▶ Work request: Please copy, word for word, the line that contains "pub fn take(&self)" and every line after it through the end of the records, and nothing more.

▶ Records provided:
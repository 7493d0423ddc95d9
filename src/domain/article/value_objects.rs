use crate::domain::errors::{DomainError, DomainResult};
use std::fmt;

#[derive(Debug, Clone, Copy, PartialEq, Eq, Hash)]
pub struct ArticleId(pub i64);

impl ArticleId {
    pub fn new(id: i64) -> DomainResult<Self> {
        if id <= 0 {
            Err(DomainError::Validation(
                "article id must be positive".into(),
            ))
        } else {
            Ok(Self(id))
        }
    }
}

impl From<ArticleId> for i64 {
    fn from(value: ArticleId) -> Self {
        value.0
    }
}

impl fmt::Display for ArticleId {
    fn fmt(&self, f: &mut fmt::Formatter<'_>) -> fmt::Result {
        write!(f, "{}", self.0)
    }
}

#[derive(Debug, Clone, PartialEq, Eq)]
pub struct ArticleTitle(String);

impl ArticleTitle {
    pub fn new(value: impl Into<String>) -> DomainResult<Self> {
        let value = value.into();
        if value.trim().is_empty() {
            return Err(DomainError::Validation("title cannot be empty".into()));
        }
        Ok(Self(value))
    }

    pub fn as_str(&self) -> &str {
        &self.0
    }

    pub fn into_inner(self) -> String {
        self.0
    }
}

impl fmt::Display for ArticleTitle {
    fn fmt(&self, f: &mut fmt::Formatter<'_>) -> fmt::Result {
        f.write_str(&self.0)
    }
}

impl From<ArticleTitle> for String {
    fn from(value: ArticleTitle) -> Self {
        value.0
    }
}

#[derive(Debug, Clone, PartialEq, Eq)]
pub struct ArticleContent(String);

impl ArticleContent {
    pub fn new(value: impl Into<String>) -> DomainResult<Self> {
        let value = value.into();
        if value.trim().is_empty() {
            return Err(DomainError::Validation("content cannot be empty".into()));
        }
        Ok(Self(value))
    }

    pub fn as_str(&self) -> &str {
        &self.0
    }

    pub fn into_inner(self) -> String {
        self.0
    }
}

impl fmt::Display for ArticleContent {
    fn fmt(&self, f: &mut fmt::Formatter<'_>) -> fmt::Result {
        f.write_str(&self.0)
    }
}

impl From<ArticleContent> for String {
    fn from(value: ArticleContent) -> Self {
        value.0
    }
}
// Each test binary compiles its own view of this module; not every binary
// uses every helper.
#![allow(dead_code)]

use std::cell::RefCell;
use std::rc::Rc;
use treebind_adapter::{RowEvent, RowEventSink, TreeAdapter};
use treebind_core::source::TreeSource;
use treebind_source_mock::{ItemSpec, MockSource, MockTree};

/// Sink collecting every row event for later assertions.
#[derive(Default)]
pub struct RecordingSink {
    events: RefCell<Vec<RowEvent>>,
}

impl RecordingSink {
    pub fn new() -> Rc<Self> {
        Rc::new(Self::default())
    }

    pub fn take(&self) -> Vec<RowEvent> {
        std::mem::take(&mut *self.events.borrow_mut())
    }
}

impl RowEventSink for RecordingSink {
    fn on_event(&self, event: &RowEvent) {
        self.events.borrow_mut().push(event.clone());
    }
}

/// Drains the mock's recorded notifications into the adapter, the way a
/// host event loop would.
pub fn pump(source: &MockSource, adapter: &TreeAdapter) {
    for event in source.take_events() {
        adapter.apply(&event);
    }
}

pub fn adapter_over(source: &Rc<MockSource>) -> TreeAdapter {
    TreeAdapter::new(Rc::clone(source) as Rc<dyn TreeSource>)
}

/// Flat list `[A, B, C]` with a numeric second column.
pub fn list_tree() -> MockTree {
    MockTree::new(vec![
        ItemSpec::labeled("A").with_value(1),
        ItemSpec::labeled("B").with_value(2),
        ItemSpec::labeled("C").with_value(3),
    ])
}

/// Two-level tree `{P[c1, c2], Q}`.
pub fn nested_tree() -> MockTree {
    MockTree::new(vec![
        ItemSpec::labeled("P")
            .with_child(ItemSpec::labeled("c1"))
            .with_child(ItemSpec::labeled("c2")),
        ItemSpec::labeled("Q"),
    ])
}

▶ Written reply:
    pub fn take(&self) -> Vec<RowEvent> {
        std::mem::take(&mut *self.events.borrow_mut())
    }
}

impl RowEventSink for RecordingSink {
    fn on_event(&self, event: &RowEvent) {
        self.events.borrow_mut().push(event.clone());
    }
}

/// Drains the mock's recorded notifications into the adapter, the way a
/// host event loop would.
pub fn pump(source: &MockSource, adapter: &TreeAdapter) {
    for event in source.take_events() {
        adapter.apply(&event);
    }
}

pub fn adapter_over(source: &Rc<MockSource>) -> TreeAdapter {
    TreeAdapter::new(Rc::clone(source) as Rc<dyn TreeSource>)
}

/// Flat list `[A, B, C]` with a numeric second column.
pub fn list_tree() -> MockTree {
    MockTree::new(vec![
        ItemSpec::labeled("A").with_value(1),
        ItemSpec::labeled("B").with_value(2),
        ItemSpec::labeled("C").with_value(3),
    ])
}

/// Two-level tree `{P[c1, c2], Q}`.
pub fn nested_tree() -> MockTree {
    MockTree::new(vec![
        ItemSpec::labeled("P")
            .with_child(ItemSpec::labeled("c1"))
            .with_child(ItemSpec::labeled("c2")),
        ItemSpec::labeled("Q"),
    ])
}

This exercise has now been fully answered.